═════ Records for processing ═════

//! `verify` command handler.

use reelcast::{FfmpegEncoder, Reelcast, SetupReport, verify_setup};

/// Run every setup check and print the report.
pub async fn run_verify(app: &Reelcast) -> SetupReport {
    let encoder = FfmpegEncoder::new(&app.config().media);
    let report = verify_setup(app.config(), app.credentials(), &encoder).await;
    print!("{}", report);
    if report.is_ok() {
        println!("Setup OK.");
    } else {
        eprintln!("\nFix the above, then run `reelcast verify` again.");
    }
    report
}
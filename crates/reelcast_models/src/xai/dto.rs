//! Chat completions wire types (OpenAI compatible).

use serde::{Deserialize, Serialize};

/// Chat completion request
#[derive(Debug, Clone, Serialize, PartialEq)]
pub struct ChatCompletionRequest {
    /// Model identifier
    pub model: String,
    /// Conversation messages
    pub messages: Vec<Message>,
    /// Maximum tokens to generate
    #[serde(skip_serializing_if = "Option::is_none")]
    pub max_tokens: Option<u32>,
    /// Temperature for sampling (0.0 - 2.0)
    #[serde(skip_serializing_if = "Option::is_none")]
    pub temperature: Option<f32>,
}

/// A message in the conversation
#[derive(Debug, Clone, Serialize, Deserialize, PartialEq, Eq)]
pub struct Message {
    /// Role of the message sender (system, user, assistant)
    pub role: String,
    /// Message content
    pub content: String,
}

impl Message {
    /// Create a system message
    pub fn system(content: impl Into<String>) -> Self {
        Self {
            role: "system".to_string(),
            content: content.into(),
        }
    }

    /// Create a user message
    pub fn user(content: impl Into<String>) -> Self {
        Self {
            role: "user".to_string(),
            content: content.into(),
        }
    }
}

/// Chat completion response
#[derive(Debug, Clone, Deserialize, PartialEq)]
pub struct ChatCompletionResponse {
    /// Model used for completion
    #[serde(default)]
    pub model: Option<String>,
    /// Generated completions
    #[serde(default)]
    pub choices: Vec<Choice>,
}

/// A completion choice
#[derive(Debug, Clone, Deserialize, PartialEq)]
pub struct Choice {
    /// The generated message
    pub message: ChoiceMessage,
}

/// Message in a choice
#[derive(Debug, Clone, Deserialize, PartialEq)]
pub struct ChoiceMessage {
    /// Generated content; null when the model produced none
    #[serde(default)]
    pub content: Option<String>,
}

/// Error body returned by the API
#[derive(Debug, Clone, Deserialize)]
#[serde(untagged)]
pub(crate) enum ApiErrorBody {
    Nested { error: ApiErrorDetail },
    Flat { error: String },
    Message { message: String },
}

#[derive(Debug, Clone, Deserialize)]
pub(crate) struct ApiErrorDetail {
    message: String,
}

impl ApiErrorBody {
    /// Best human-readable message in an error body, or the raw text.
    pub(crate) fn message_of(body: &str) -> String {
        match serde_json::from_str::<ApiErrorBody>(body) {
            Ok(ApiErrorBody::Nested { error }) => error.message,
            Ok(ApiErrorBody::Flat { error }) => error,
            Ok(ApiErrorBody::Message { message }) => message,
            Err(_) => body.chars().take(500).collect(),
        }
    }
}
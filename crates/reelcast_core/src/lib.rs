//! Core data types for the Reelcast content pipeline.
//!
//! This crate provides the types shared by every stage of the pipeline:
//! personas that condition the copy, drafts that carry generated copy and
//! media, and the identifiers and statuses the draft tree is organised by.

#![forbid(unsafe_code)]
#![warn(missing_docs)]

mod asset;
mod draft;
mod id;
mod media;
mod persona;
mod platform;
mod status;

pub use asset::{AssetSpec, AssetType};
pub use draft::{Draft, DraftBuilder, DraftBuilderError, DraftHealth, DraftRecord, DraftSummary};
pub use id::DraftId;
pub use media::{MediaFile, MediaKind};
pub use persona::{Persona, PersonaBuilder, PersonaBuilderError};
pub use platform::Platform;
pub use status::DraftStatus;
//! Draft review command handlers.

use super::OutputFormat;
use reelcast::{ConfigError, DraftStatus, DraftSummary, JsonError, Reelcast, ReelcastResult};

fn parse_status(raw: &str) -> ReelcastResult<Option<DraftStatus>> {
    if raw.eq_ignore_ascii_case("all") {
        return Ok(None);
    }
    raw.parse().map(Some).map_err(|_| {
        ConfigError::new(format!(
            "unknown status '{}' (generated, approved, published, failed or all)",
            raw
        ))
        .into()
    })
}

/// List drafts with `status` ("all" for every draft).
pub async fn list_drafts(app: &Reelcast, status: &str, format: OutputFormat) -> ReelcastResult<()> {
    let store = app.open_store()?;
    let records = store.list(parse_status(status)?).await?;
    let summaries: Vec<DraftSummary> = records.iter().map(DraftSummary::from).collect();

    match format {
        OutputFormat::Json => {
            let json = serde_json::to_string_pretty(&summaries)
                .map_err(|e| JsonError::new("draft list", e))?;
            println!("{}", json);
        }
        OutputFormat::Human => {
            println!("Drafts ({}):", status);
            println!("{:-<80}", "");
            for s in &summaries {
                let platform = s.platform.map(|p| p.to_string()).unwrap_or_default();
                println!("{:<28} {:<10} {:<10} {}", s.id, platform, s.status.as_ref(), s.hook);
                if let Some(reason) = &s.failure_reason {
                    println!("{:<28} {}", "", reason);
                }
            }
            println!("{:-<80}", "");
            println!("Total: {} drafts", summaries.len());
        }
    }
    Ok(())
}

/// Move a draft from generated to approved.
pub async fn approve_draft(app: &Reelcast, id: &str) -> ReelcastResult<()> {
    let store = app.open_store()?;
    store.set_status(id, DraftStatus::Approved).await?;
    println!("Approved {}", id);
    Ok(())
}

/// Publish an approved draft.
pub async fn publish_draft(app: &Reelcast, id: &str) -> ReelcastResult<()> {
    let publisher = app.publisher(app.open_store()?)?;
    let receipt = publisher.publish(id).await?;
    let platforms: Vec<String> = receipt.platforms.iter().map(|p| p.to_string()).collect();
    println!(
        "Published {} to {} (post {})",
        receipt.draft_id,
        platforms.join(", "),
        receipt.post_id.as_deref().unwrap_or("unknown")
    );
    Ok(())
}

═════

* Assignment
For the entries above, give only the number of lines that contain the word "ApiErrorBody".

* Response for this exercise
6